THE TASK: Please find all lines in the data that hold the string "return" and copy them.

Stored data:
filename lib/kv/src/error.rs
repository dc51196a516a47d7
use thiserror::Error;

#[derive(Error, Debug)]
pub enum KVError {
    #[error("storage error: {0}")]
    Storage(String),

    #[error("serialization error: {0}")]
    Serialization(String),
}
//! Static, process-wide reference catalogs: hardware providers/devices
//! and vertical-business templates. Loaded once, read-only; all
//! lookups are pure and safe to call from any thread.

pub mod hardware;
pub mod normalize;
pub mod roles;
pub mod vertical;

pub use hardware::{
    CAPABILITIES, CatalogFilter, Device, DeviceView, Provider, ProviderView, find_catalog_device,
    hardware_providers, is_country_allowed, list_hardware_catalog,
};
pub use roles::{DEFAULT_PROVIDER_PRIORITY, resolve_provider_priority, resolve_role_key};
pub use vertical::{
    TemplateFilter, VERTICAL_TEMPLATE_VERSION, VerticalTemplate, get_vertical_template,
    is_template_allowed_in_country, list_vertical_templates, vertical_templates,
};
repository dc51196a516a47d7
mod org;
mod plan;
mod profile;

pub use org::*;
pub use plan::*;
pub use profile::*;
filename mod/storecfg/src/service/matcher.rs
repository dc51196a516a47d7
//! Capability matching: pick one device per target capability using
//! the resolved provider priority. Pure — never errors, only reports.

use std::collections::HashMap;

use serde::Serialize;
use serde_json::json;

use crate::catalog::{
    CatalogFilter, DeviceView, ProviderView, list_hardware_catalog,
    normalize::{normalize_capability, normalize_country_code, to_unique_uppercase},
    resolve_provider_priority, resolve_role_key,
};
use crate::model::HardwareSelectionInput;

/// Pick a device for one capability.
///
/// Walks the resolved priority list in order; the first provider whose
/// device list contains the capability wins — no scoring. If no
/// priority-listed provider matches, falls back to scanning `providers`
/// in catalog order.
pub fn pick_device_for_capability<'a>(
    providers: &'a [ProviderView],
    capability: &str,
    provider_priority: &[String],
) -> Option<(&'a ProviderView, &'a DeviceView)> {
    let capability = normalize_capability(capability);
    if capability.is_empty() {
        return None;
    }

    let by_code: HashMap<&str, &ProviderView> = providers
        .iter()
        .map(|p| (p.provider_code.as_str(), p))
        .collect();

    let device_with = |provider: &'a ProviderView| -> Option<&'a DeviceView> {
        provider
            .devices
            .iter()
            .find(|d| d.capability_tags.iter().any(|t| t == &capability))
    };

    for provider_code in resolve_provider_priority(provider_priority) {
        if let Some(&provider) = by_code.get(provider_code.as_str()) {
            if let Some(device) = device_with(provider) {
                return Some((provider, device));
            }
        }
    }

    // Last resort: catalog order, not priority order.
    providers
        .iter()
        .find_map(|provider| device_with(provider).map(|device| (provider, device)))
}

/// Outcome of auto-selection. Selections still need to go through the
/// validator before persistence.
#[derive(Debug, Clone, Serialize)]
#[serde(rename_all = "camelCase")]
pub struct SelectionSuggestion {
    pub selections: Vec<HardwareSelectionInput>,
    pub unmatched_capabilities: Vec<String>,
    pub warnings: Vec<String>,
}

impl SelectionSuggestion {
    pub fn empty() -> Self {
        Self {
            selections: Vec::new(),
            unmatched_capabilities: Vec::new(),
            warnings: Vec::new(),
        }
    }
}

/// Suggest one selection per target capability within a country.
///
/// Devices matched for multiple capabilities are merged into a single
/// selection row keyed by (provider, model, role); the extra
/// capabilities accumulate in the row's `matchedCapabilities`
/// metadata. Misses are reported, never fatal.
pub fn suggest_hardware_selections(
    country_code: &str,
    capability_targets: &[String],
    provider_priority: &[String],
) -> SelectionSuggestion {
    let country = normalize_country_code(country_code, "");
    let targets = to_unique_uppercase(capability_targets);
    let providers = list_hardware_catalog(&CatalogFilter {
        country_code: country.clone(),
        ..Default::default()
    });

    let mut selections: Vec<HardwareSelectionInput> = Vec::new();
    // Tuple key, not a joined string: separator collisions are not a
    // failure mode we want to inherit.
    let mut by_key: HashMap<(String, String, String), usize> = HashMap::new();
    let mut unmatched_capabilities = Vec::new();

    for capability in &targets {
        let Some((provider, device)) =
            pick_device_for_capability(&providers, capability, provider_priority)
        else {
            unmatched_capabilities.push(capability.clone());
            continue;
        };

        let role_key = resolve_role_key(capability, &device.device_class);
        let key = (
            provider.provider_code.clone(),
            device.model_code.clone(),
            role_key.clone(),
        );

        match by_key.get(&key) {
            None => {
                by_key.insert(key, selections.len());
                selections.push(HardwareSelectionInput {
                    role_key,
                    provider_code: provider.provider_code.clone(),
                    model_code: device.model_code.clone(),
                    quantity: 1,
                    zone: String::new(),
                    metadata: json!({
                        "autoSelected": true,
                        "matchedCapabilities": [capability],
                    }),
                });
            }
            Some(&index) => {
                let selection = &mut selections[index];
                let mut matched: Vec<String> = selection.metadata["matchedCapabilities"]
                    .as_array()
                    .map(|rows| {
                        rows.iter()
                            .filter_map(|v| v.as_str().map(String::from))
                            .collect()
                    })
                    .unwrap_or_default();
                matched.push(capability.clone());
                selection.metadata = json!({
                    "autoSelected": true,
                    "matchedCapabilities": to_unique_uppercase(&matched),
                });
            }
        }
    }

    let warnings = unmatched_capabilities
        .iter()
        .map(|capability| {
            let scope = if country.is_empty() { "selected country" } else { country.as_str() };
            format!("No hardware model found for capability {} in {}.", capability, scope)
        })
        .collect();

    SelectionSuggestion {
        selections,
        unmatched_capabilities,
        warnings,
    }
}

...

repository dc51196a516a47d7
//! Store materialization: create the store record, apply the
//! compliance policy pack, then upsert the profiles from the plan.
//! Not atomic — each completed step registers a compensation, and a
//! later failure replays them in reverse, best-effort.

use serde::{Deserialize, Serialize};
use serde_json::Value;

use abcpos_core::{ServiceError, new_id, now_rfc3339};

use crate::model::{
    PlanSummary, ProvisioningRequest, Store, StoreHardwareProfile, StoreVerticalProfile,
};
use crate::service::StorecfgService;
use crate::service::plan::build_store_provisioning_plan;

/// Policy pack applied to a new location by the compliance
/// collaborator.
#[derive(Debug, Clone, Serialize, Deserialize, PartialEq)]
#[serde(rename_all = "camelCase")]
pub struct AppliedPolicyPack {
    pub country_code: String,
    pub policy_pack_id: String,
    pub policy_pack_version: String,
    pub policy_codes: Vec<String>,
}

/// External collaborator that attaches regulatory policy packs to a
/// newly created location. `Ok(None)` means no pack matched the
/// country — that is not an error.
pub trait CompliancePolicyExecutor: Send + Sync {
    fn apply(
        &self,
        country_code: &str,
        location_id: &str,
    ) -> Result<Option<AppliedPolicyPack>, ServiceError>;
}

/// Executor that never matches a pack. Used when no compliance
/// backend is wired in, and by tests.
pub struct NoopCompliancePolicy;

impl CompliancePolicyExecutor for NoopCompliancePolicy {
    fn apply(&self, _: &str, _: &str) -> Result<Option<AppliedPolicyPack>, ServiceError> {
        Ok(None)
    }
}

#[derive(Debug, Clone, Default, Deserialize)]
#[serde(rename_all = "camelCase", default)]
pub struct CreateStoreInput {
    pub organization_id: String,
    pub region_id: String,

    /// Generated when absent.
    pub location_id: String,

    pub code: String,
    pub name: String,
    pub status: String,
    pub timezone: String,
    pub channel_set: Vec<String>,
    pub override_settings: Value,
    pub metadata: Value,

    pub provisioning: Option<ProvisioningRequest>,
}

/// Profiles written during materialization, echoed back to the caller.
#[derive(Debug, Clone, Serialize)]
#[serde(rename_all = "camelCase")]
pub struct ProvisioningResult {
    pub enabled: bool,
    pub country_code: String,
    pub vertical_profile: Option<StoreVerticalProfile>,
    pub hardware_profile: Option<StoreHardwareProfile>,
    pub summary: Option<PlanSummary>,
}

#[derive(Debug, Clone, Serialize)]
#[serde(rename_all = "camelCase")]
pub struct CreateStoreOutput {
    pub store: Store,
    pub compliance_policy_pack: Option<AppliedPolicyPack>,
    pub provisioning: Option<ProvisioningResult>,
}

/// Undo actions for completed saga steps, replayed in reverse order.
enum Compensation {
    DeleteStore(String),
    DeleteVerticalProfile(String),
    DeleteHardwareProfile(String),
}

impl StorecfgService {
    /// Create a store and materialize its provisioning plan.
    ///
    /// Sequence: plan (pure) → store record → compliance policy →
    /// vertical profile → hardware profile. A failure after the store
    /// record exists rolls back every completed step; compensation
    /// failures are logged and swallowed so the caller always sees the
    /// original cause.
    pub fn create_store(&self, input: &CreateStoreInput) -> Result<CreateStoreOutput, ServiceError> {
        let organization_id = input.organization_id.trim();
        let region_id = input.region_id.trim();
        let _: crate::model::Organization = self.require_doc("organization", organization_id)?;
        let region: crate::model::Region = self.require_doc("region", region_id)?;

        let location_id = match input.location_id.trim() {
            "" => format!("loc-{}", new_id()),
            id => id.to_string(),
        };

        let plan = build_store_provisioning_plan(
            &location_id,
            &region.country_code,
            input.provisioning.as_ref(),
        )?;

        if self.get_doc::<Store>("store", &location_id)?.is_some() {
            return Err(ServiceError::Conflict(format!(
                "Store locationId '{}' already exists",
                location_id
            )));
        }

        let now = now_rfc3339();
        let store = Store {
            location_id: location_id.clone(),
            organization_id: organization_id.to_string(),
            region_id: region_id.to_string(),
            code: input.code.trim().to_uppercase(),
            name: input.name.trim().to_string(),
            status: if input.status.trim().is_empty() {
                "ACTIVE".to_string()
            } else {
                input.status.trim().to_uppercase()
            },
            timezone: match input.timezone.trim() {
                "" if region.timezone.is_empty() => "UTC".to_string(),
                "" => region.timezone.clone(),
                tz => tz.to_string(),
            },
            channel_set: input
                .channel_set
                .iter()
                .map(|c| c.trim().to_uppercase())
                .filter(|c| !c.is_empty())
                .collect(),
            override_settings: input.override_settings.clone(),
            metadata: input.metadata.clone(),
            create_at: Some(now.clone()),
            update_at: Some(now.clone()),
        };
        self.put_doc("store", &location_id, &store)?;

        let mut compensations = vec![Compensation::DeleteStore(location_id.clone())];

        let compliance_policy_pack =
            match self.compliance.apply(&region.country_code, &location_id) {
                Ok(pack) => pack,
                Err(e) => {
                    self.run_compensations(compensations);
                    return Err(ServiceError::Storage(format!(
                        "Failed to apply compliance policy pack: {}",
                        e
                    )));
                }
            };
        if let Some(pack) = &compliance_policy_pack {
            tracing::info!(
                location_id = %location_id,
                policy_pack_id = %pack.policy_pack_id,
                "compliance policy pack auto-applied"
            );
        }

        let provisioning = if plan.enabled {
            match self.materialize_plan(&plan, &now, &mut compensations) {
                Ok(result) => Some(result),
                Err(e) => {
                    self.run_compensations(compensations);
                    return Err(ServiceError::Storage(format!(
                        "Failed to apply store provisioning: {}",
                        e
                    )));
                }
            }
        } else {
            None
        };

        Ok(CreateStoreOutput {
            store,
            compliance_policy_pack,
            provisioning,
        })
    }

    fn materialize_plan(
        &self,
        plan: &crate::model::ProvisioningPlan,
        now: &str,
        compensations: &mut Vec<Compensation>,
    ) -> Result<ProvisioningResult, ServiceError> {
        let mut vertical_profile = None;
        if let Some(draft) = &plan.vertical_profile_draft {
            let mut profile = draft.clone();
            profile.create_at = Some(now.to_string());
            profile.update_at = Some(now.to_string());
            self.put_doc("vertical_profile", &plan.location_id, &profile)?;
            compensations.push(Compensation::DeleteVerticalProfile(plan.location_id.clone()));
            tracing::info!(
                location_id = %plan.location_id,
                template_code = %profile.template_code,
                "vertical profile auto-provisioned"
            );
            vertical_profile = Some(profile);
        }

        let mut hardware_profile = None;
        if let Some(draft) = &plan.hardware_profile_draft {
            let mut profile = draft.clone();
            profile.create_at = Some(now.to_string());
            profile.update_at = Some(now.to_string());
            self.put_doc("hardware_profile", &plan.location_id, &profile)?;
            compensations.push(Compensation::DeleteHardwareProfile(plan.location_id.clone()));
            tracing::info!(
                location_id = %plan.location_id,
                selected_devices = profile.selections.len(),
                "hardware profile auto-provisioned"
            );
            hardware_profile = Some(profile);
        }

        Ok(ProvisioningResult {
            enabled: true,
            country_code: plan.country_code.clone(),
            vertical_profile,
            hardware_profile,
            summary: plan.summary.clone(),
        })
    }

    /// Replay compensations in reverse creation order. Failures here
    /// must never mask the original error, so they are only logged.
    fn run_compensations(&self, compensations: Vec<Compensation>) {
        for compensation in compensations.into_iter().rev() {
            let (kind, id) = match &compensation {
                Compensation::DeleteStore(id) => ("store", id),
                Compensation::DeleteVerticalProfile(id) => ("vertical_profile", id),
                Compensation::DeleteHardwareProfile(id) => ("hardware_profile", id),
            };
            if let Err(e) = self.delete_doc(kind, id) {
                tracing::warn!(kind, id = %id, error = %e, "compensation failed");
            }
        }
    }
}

OUTPUT BELOW:
        return None;
                return Some((provider, device));
            return Err(ServiceError::Conflict(format!(
                    return Err(ServiceError::Storage(format!(
                    return Err(ServiceError::Storage(format!(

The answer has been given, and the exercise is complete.